• [Exercise instructions]
Tell how many lines in the data contain the string "switched", using a single number as the whole reply.

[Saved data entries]

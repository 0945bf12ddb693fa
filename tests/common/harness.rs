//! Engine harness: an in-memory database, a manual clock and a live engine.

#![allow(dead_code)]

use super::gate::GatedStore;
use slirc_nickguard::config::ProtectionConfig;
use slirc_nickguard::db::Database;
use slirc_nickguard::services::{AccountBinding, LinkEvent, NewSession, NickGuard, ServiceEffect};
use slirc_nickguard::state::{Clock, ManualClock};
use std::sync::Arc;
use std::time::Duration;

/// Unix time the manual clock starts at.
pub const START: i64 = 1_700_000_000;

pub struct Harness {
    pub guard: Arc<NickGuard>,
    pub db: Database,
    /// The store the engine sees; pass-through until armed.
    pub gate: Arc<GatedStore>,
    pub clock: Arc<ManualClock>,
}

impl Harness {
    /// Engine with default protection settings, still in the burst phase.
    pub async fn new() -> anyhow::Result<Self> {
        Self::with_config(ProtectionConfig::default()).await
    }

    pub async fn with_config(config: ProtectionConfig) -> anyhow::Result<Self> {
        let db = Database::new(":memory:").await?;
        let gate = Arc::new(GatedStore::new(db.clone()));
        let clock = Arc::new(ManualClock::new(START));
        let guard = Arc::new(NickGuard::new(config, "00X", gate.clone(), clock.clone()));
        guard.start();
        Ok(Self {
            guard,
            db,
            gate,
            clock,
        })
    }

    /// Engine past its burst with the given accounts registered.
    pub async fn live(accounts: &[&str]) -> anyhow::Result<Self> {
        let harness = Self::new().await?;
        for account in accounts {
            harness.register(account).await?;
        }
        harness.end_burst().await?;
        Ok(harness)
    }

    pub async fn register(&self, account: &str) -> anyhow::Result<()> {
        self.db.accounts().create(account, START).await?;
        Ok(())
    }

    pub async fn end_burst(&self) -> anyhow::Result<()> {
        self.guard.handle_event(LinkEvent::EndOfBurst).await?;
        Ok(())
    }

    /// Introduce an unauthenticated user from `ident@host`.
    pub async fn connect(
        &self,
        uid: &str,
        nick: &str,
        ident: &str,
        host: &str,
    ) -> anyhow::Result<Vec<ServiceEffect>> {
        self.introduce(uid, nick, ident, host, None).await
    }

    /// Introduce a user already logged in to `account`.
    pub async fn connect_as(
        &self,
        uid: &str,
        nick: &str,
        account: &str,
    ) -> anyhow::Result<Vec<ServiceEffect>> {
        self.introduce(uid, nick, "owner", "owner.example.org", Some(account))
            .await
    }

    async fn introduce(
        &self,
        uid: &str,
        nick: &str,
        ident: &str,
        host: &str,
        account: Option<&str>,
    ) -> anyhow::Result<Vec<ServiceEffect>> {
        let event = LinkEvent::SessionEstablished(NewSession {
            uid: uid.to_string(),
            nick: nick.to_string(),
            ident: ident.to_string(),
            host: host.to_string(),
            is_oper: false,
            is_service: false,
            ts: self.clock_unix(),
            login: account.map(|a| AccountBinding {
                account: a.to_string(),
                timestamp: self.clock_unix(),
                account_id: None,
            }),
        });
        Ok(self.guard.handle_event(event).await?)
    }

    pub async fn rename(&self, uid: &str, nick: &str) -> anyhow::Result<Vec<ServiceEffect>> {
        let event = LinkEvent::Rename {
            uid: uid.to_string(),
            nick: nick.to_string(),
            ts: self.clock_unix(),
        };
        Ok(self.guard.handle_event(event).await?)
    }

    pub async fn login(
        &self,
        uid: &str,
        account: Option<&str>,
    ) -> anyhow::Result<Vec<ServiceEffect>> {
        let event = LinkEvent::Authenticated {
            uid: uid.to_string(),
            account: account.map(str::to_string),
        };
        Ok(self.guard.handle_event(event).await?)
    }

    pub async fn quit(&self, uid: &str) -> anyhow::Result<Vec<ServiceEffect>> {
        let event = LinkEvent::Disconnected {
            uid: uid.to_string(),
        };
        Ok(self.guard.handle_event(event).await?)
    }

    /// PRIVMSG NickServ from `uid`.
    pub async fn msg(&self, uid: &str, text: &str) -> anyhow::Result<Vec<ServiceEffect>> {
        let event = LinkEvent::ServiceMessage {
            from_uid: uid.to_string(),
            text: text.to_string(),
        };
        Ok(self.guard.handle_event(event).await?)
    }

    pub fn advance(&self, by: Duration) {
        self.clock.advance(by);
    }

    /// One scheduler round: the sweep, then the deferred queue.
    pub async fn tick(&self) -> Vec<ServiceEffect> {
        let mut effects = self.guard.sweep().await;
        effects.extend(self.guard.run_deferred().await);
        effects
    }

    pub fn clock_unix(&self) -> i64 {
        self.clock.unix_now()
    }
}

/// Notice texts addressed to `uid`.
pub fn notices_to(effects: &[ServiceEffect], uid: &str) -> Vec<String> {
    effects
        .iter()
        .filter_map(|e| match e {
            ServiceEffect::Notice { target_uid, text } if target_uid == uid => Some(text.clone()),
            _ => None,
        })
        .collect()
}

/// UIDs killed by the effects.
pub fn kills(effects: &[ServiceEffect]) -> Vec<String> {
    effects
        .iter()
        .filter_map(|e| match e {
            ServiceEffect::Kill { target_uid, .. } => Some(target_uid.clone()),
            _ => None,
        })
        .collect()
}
--
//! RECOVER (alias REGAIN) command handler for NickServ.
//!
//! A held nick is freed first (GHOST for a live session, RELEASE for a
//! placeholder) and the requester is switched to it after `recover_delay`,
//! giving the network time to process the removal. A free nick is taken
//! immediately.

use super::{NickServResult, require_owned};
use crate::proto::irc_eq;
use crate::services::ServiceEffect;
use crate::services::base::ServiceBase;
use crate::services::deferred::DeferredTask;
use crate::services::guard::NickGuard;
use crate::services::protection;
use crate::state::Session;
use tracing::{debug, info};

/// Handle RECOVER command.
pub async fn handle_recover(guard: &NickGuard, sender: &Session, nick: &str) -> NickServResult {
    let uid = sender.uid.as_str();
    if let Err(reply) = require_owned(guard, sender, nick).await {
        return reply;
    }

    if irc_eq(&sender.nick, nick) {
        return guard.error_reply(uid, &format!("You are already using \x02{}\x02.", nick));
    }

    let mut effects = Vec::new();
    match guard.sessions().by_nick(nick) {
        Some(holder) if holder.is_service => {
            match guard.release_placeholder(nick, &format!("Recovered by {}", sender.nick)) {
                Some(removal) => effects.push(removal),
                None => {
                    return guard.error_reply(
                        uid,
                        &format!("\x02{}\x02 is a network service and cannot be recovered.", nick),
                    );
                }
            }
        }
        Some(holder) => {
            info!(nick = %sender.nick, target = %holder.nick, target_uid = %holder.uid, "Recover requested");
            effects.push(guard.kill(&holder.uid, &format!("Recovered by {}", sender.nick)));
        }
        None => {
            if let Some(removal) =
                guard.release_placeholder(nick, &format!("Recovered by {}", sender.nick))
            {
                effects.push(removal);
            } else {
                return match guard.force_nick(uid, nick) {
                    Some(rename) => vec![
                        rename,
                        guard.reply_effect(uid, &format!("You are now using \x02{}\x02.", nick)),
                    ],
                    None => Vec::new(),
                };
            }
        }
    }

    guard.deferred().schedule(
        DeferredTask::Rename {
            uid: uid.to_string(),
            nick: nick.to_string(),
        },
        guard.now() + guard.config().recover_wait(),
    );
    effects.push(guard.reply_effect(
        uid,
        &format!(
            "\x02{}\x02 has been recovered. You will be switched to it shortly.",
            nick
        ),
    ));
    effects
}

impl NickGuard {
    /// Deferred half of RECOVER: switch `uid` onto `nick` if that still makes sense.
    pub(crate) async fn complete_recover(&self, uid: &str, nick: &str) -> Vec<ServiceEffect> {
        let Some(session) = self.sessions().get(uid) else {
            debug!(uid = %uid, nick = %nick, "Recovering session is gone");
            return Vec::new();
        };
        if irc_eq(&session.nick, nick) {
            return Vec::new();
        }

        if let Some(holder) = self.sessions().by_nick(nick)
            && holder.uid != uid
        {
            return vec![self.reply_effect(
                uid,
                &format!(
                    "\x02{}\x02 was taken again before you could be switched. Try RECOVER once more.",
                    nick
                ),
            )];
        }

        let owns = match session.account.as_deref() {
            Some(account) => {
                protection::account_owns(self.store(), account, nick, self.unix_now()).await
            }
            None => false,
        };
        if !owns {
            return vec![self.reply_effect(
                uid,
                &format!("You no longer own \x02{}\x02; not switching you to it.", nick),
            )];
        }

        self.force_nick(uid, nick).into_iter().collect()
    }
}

• [Task output]
3